> **Stored data**
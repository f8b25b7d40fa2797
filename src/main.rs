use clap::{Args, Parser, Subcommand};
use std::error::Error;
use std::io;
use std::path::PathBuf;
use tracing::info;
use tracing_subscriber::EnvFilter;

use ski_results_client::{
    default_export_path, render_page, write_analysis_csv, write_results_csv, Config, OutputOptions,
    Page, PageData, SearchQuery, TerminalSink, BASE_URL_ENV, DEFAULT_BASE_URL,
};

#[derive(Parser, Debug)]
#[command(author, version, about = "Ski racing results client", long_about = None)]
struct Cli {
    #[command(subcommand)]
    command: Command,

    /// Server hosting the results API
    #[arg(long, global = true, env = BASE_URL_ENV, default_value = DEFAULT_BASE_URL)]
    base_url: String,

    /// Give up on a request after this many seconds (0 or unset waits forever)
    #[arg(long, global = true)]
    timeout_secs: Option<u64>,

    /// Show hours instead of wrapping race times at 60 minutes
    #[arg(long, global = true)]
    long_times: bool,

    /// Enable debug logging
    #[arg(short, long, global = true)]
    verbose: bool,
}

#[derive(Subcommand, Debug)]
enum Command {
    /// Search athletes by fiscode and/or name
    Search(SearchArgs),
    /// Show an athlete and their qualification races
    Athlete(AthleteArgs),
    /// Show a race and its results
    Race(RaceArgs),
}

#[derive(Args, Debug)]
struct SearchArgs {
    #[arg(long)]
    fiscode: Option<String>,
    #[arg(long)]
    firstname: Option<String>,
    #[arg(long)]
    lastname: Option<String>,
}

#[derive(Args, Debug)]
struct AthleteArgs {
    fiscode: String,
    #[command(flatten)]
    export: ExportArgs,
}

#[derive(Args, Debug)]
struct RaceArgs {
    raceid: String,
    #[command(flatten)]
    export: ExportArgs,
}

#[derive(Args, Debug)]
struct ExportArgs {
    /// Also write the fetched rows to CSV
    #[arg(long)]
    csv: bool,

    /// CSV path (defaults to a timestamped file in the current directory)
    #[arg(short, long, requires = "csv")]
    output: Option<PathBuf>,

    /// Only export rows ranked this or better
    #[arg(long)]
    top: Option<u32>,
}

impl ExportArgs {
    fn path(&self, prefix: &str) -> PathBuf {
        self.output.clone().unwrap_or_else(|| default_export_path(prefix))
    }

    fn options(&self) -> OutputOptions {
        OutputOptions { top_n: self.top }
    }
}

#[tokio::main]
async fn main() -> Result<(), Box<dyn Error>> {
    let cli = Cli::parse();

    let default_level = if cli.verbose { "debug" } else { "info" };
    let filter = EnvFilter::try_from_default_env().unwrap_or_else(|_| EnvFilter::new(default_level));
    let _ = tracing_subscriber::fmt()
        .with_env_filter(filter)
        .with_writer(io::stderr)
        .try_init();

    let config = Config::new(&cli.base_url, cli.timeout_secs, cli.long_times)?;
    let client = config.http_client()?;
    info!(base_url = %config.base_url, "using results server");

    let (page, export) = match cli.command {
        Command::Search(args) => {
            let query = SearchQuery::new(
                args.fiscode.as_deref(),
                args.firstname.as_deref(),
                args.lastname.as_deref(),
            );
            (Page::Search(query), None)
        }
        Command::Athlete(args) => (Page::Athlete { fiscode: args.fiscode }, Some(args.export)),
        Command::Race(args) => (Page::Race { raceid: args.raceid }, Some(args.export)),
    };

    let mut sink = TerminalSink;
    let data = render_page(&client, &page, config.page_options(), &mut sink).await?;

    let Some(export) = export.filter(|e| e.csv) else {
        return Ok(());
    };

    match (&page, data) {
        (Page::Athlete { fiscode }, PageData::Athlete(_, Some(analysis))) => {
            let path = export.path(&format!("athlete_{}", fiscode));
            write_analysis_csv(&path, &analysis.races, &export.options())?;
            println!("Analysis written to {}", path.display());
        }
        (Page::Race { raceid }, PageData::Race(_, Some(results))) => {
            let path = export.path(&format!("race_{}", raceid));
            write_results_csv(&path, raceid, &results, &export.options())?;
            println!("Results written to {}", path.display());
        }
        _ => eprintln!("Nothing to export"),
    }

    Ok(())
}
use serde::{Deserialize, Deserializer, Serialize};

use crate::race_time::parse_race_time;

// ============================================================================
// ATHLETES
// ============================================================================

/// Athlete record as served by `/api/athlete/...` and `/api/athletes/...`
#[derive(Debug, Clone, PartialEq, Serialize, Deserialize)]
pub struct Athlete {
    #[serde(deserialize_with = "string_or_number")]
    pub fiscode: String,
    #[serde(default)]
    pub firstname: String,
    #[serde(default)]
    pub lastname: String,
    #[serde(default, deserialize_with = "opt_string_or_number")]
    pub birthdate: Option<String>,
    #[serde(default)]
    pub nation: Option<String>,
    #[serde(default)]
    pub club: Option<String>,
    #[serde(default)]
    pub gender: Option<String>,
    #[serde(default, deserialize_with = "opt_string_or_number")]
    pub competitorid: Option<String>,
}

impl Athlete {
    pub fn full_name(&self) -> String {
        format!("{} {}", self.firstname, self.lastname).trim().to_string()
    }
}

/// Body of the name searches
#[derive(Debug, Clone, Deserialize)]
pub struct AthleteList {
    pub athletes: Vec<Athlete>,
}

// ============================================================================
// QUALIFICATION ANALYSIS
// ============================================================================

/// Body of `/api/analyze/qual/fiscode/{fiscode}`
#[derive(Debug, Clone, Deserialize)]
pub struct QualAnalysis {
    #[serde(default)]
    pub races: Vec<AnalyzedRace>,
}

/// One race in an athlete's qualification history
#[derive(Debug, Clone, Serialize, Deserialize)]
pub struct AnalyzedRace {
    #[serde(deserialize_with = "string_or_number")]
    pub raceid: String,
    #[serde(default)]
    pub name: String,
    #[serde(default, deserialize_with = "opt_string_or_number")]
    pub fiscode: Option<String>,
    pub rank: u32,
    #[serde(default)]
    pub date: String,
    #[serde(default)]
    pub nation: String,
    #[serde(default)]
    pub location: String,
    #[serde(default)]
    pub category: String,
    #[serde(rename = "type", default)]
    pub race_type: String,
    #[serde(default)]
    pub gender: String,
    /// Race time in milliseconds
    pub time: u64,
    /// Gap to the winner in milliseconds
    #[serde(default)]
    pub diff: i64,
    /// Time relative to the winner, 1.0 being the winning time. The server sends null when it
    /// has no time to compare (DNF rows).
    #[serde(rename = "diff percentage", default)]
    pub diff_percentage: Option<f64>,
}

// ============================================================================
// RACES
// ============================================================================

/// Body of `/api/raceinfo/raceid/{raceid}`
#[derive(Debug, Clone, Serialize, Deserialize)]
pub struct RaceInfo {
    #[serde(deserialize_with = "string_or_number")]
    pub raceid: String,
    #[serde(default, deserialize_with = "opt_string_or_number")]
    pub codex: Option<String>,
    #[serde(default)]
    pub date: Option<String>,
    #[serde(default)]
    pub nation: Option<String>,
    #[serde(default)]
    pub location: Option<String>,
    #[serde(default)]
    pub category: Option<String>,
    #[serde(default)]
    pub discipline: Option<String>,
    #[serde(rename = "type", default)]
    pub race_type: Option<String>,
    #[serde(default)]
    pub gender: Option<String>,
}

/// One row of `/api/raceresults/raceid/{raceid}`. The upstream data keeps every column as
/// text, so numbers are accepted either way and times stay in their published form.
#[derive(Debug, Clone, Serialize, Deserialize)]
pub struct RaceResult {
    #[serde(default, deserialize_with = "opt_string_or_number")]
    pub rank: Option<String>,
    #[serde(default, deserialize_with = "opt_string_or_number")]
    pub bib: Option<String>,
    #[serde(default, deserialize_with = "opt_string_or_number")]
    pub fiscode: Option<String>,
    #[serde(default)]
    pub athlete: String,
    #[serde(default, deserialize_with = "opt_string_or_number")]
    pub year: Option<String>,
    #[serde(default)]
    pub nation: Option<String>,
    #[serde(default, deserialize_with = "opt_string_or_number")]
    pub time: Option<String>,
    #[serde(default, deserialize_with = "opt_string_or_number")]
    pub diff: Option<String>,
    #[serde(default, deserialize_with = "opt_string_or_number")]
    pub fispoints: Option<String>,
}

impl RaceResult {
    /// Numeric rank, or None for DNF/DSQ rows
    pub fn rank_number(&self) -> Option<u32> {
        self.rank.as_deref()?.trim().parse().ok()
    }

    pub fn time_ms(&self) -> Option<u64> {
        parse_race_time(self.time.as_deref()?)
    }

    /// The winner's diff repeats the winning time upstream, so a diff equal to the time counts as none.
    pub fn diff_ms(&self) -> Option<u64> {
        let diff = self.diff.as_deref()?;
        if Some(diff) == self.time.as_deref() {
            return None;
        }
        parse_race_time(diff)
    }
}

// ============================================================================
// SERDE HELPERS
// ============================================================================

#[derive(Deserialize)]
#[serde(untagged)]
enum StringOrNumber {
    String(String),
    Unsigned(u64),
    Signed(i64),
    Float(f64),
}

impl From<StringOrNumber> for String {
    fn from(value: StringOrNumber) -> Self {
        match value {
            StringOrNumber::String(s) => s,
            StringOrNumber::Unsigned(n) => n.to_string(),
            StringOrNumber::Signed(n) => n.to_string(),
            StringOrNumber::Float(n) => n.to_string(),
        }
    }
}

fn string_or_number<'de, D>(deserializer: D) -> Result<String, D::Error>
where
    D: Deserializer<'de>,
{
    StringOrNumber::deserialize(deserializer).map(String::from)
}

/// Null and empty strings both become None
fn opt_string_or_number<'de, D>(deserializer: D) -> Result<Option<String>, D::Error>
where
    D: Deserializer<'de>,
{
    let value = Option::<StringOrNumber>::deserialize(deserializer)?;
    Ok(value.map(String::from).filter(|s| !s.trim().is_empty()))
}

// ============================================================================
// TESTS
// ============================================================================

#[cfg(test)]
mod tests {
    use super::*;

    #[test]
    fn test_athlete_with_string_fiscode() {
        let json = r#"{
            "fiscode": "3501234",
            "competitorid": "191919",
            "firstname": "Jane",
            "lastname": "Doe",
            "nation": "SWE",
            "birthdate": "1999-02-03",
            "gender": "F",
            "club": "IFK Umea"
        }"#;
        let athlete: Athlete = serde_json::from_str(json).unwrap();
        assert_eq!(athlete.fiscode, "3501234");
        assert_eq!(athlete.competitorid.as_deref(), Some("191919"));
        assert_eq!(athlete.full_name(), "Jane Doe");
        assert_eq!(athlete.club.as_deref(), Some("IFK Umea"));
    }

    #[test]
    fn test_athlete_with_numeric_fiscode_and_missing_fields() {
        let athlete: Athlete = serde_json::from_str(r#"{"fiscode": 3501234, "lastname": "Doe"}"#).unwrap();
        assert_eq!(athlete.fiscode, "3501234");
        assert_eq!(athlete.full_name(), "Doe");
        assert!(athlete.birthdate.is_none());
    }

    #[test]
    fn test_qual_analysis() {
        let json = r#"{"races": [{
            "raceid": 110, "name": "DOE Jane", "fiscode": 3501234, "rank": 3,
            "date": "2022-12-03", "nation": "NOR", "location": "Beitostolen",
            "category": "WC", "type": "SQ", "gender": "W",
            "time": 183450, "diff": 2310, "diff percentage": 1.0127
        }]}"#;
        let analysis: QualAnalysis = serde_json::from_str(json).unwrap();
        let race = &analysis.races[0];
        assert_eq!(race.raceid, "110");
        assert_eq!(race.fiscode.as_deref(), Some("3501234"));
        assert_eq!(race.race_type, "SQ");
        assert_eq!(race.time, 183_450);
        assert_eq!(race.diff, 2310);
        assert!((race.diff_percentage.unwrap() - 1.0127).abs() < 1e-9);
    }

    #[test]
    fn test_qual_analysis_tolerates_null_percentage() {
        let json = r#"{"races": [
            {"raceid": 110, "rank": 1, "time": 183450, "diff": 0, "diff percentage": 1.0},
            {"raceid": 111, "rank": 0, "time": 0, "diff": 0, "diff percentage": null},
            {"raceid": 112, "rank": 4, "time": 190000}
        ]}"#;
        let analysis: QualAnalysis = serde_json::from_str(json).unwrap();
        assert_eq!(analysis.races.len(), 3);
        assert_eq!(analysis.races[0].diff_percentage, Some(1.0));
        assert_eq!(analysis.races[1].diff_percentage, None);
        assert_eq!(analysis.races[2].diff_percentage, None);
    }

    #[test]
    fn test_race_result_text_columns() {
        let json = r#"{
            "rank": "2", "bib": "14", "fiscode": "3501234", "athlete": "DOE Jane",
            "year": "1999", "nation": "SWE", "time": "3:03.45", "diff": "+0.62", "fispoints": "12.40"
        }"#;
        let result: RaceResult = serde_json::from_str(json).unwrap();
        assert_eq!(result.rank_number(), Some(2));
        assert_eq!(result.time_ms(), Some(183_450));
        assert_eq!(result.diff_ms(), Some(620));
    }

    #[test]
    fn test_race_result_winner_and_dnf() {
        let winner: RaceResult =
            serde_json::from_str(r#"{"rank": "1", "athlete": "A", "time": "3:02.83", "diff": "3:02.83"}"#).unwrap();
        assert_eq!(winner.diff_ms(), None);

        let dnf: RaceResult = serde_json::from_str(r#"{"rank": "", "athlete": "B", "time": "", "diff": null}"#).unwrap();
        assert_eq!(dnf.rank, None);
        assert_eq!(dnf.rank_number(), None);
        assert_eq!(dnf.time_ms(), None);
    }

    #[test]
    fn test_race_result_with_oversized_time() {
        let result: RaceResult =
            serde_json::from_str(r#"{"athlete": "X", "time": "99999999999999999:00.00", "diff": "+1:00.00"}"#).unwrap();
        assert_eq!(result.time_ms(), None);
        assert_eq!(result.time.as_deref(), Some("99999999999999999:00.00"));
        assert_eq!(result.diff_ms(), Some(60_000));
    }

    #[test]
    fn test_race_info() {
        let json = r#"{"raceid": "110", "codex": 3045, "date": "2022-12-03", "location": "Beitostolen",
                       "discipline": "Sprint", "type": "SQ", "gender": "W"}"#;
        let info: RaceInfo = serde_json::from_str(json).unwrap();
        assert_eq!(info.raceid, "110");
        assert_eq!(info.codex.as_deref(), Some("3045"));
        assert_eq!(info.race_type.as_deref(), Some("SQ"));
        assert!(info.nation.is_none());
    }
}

--

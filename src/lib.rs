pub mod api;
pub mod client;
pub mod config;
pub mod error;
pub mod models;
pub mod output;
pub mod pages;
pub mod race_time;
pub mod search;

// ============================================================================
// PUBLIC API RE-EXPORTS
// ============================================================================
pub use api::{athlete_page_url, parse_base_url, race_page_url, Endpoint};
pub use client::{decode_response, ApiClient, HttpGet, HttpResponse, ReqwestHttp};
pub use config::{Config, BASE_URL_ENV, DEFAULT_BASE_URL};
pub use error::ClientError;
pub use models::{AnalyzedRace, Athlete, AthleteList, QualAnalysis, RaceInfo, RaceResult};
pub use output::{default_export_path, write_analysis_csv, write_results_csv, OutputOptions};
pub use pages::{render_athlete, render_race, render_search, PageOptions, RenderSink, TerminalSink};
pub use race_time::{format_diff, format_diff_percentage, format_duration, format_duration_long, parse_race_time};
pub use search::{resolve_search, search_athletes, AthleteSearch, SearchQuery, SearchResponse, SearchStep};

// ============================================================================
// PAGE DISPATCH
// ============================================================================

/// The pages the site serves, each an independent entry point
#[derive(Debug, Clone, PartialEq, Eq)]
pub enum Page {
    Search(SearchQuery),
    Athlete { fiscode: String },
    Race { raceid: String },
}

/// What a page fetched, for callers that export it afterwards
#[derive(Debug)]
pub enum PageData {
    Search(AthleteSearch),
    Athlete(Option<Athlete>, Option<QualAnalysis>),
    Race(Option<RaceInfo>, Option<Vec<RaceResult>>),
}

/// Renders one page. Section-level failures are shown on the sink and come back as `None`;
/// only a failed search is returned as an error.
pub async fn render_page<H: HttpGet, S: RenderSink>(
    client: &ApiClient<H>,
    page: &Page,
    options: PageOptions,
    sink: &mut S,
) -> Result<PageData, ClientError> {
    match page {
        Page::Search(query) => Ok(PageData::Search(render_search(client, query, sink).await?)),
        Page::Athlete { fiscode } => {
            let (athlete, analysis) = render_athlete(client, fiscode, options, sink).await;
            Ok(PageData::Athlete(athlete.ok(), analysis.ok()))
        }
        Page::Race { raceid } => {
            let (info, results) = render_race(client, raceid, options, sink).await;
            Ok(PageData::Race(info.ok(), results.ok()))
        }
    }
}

> **Task directions**
What is needed is each line of the entries that contains the word "impl".

> **Reply to the task**
impl ExportArgs {
impl Athlete {
impl RaceResult {
impl From<StringOrNumber> for String {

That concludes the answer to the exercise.